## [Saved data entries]

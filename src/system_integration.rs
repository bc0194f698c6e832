//! Host identification
//!
//! Tasks are scoped to the machine that created them. The owner key must stay
//! stable across restarts, so it is read from the OS rather than generated.

use std::path::Path;

const MACHINE_ID_PATHS: &[&str] = &["/etc/machine-id", "/var/lib/dbus/machine-id"];

const FALLBACK_OWNER_KEY: &str = "localhost";

/// Stable identifier for this installation.
pub fn machine_owner_key() -> String {
    MACHINE_ID_PATHS
        .iter()
        .find_map(|p| read_machine_id(Path::new(p)))
        .or_else(host_name)
        .unwrap_or_else(|| FALLBACK_OWNER_KEY.to_string())
}

fn read_machine_id(path: &Path) -> Option<String> {
    let content = std::fs::read_to_string(path).ok()?;
    parse_machine_id(&content)
}

/// First non-empty line, trimmed.
fn parse_machine_id(content: &str) -> Option<String> {
    content
        .lines()
        .map(str::trim)
        .find(|l| !l.is_empty())
        .map(str::to_string)
}

fn host_name() -> Option<String> {
    hostname::get()
        .ok()
        .and_then(|h| h.into_string().ok())
        .map(|h| h.trim().to_string())
        .filter(|h| !h.is_empty())
}
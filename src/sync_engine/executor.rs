use crate::sync_engine::types::CopyOutcome;

/// Performs one file copy and reports the outcome.
///
/// Calls are synchronous and may block; the scheduler runs them off the async
/// workers so a slow copy only delays its own task.
pub trait CopyExecutor: Send + Sync + 'static {
    fn copy(&self, source: &str, target: &str) -> CopyOutcome;
}

impl<F> CopyExecutor for F
where
    F: Fn(&str, &str) -> CopyOutcome + Send + Sync + 'static,
{
    fn copy(&self, source: &str, target: &str) -> CopyOutcome {
        self(source, target)
    }
}
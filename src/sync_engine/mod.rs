pub mod engine;
pub mod executor;
pub mod types;

pub use engine::FsCopyExecutor;
pub use executor::CopyExecutor;
pub use types::{CopyError, CopyOptions, CopyOutcome};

## [ABOUT THIS TASK]
The response consists of the lines above that contain "Send".

## [EXERCISE RESULT]
pub trait CopyExecutor: Send + Sync + 'static {
    F: Fn(&str, &str) -> CopyOutcome + Send + Sync + 'static,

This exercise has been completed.